┌─ EXERCISE MATERIALS
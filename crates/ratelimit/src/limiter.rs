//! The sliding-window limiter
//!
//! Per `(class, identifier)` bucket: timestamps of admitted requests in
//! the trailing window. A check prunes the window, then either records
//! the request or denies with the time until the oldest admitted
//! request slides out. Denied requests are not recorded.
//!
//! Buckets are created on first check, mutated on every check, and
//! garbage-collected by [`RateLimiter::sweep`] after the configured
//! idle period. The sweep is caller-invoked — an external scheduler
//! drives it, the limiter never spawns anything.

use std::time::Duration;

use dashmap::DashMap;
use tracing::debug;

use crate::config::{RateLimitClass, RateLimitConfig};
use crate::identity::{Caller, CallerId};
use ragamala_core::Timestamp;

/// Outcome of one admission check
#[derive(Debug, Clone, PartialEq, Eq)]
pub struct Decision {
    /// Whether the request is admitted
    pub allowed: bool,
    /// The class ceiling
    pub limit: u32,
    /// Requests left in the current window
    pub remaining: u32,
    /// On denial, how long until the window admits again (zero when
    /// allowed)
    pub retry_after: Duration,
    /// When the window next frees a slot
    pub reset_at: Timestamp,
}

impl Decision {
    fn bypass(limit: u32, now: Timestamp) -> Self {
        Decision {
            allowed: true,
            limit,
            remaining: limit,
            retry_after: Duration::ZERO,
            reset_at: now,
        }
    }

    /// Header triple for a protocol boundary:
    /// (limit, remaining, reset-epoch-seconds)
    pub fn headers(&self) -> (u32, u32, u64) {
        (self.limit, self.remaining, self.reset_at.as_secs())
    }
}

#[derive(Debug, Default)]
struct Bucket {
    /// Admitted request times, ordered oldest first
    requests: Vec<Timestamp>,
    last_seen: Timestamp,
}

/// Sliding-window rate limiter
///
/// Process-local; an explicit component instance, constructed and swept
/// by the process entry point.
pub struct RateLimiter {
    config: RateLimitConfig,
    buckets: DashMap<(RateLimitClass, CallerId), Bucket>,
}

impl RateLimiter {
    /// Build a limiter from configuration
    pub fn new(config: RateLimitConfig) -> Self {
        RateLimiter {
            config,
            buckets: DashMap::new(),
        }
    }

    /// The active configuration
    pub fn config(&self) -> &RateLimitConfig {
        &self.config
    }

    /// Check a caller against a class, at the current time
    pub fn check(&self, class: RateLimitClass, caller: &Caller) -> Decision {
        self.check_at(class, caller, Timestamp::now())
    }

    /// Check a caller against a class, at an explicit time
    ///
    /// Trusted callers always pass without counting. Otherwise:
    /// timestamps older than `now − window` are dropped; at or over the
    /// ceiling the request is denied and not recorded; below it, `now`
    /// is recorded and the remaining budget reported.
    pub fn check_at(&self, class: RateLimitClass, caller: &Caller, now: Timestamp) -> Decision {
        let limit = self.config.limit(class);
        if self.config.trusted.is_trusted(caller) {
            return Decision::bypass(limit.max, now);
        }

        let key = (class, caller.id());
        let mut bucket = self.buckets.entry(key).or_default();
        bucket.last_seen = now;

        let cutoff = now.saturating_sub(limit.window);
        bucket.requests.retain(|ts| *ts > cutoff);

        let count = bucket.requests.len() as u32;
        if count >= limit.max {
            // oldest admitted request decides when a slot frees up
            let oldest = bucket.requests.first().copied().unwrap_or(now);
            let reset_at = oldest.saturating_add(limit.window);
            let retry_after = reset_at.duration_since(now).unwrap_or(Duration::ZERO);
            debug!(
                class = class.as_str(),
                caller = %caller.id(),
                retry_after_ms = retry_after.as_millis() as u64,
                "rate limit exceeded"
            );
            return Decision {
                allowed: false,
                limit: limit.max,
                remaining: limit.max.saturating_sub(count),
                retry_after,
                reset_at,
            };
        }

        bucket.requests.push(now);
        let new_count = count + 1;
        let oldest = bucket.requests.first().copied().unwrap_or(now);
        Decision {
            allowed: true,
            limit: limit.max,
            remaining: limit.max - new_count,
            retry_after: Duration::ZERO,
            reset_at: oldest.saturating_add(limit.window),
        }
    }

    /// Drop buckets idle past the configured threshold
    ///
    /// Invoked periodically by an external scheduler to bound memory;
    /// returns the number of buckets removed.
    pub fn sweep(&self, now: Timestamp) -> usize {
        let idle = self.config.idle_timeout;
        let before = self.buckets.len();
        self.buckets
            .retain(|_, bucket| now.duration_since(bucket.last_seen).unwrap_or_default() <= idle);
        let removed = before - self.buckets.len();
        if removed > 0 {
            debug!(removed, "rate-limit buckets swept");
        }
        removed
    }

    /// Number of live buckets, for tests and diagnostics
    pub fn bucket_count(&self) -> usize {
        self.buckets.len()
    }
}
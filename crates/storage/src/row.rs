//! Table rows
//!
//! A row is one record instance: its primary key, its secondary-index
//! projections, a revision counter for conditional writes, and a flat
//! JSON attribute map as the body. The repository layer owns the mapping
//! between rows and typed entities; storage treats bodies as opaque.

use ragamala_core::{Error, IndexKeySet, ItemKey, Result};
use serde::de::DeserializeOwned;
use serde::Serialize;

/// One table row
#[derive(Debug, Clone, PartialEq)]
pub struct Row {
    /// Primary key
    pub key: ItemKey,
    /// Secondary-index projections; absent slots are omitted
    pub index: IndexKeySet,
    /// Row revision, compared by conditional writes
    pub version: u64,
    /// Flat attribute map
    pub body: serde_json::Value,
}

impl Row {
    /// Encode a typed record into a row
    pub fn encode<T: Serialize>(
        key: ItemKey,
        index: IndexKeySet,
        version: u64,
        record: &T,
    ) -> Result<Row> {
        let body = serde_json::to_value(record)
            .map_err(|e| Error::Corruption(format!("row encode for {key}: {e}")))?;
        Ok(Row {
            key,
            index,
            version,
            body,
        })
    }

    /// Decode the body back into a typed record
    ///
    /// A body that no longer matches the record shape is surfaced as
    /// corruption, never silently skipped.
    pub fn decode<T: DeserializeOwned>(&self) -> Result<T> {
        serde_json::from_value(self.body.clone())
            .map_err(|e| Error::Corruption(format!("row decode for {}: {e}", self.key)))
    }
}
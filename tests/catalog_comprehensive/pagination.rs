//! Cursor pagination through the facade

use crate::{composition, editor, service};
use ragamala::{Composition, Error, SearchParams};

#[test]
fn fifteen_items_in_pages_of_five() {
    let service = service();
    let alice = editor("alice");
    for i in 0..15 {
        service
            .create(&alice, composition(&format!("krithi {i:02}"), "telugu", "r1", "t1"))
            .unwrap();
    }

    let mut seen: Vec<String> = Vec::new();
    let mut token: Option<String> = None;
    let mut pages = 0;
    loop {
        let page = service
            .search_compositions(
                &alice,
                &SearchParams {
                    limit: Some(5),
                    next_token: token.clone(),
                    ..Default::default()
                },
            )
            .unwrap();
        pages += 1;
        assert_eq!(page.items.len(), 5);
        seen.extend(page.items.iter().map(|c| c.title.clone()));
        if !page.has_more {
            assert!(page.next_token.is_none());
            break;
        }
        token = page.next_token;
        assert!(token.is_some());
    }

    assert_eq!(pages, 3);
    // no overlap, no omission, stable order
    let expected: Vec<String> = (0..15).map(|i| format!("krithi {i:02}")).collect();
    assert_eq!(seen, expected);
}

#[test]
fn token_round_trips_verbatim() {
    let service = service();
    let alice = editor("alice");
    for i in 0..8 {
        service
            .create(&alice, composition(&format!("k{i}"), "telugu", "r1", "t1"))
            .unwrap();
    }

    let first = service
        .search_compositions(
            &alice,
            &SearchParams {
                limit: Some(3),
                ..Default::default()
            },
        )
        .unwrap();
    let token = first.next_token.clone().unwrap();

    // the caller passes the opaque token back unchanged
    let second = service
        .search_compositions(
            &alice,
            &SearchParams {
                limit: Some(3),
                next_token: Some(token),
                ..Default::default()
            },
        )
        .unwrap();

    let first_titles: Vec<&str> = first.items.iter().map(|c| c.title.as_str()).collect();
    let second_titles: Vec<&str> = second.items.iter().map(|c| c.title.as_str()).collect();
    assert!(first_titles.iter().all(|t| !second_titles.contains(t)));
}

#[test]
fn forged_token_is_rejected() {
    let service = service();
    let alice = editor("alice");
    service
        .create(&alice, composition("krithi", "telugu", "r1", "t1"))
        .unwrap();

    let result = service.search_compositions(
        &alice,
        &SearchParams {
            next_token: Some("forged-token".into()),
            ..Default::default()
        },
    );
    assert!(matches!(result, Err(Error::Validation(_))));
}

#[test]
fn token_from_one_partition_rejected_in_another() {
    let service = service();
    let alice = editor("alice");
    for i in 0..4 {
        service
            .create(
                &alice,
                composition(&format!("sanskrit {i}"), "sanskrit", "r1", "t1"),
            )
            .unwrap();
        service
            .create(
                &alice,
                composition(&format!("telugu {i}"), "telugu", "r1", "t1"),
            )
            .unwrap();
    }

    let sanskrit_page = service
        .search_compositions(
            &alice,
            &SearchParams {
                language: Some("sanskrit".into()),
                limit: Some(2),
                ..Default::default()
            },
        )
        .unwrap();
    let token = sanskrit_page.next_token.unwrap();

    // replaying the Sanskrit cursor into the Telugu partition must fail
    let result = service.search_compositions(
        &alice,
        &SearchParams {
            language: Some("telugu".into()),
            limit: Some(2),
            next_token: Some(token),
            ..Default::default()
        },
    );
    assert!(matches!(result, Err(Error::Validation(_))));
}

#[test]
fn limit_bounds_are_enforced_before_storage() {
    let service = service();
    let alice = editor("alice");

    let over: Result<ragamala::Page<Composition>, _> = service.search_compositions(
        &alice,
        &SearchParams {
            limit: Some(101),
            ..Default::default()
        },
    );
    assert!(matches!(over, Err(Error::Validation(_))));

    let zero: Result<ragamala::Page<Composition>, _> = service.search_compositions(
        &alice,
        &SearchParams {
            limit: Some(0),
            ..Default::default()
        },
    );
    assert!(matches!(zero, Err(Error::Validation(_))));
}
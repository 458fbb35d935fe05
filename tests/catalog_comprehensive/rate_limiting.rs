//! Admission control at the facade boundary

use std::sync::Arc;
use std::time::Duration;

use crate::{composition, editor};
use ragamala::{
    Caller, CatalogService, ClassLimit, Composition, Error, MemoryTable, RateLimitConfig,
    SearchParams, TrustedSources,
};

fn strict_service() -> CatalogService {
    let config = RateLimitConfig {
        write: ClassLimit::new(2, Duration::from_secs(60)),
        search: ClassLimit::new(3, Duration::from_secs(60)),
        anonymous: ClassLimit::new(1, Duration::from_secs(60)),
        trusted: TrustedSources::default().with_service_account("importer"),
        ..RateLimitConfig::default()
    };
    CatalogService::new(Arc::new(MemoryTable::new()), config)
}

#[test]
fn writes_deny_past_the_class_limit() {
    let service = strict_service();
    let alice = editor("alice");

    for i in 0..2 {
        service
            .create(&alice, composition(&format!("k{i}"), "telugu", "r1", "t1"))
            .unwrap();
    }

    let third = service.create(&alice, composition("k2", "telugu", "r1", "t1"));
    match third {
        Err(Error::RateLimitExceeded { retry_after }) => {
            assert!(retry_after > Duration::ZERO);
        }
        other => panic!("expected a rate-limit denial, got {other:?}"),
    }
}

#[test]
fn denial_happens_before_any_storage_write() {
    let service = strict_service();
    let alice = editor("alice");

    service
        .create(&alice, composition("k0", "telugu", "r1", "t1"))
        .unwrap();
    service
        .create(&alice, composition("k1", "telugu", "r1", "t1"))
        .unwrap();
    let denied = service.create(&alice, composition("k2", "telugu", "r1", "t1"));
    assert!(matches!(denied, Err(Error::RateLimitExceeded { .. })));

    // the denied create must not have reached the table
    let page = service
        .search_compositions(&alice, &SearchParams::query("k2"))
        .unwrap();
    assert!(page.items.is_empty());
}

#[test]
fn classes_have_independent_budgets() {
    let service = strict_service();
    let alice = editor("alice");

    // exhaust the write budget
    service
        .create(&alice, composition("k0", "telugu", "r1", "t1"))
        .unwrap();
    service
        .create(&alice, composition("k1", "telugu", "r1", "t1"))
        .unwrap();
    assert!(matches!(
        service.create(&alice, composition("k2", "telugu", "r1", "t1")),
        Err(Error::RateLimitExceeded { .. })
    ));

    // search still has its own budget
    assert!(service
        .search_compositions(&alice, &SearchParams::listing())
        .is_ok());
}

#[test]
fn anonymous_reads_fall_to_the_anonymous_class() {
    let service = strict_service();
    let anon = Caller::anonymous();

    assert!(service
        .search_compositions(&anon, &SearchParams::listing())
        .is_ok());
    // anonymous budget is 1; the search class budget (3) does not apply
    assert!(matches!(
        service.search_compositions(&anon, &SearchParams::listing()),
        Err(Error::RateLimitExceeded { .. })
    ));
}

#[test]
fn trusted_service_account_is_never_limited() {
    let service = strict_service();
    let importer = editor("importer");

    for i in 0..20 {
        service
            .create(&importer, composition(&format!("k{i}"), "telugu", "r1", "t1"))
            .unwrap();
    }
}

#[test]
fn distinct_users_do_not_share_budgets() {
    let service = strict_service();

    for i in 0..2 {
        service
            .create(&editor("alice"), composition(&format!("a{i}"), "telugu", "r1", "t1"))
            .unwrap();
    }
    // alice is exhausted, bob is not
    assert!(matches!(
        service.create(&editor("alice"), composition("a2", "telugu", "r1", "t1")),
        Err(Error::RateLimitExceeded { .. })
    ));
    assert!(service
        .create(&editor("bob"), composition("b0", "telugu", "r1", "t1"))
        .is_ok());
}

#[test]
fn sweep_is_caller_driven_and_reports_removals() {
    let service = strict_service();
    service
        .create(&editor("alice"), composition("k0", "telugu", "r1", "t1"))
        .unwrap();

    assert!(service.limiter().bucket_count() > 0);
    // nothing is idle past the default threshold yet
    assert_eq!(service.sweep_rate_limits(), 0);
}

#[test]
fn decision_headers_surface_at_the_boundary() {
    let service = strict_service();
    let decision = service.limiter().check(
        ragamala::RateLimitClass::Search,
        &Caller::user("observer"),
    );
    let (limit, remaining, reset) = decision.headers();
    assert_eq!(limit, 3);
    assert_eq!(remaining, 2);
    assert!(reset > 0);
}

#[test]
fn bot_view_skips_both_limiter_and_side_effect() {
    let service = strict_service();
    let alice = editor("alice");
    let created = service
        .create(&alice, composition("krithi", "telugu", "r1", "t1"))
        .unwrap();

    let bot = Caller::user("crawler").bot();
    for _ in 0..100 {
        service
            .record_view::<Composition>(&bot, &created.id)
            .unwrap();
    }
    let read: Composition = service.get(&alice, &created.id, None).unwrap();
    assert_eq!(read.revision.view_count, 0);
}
└─
** WORK REQUIRED **
Repeat the entries above verbatim, but only from the line that has "The class ceiling" down to the line that has "the current time", inclusive.

** ANSWER FOR THE TASK **
    /// The class ceiling
    pub limit: u32,
    /// Requests left in the current window
    pub remaining: u32,
    /// On denial, how long until the window admits again (zero when
    /// allowed)
    pub retry_after: Duration,
    /// When the window next frees a slot
    pub reset_at: Timestamp,
}

impl Decision {
    fn bypass(limit: u32, now: Timestamp) -> Self {
        Decision {
            allowed: true,
            limit,
            remaining: limit,
            retry_after: Duration::ZERO,
            reset_at: now,
        }
    }

    /// Header triple for a protocol boundary:
    /// (limit, remaining, reset-epoch-seconds)
    pub fn headers(&self) -> (u32, u32, u64) {
        (self.limit, self.remaining, self.reset_at.as_secs())
    }
}

#[derive(Debug, Default)]
struct Bucket {
    /// Admitted request times, ordered oldest first
    requests: Vec<Timestamp>,
    last_seen: Timestamp,
}

/// Sliding-window rate limiter
///
/// Process-local; an explicit component instance, constructed and swept
/// by the process entry point.
pub struct RateLimiter {
    config: RateLimitConfig,
    buckets: DashMap<(RateLimitClass, CallerId), Bucket>,
}

impl RateLimiter {
    /// Build a limiter from configuration
    pub fn new(config: RateLimitConfig) -> Self {
        RateLimiter {
            config,
            buckets: DashMap::new(),
        }
    }

    /// The active configuration
    pub fn config(&self) -> &RateLimitConfig {
        &self.config
    }

    /// Check a caller against a class, at the current time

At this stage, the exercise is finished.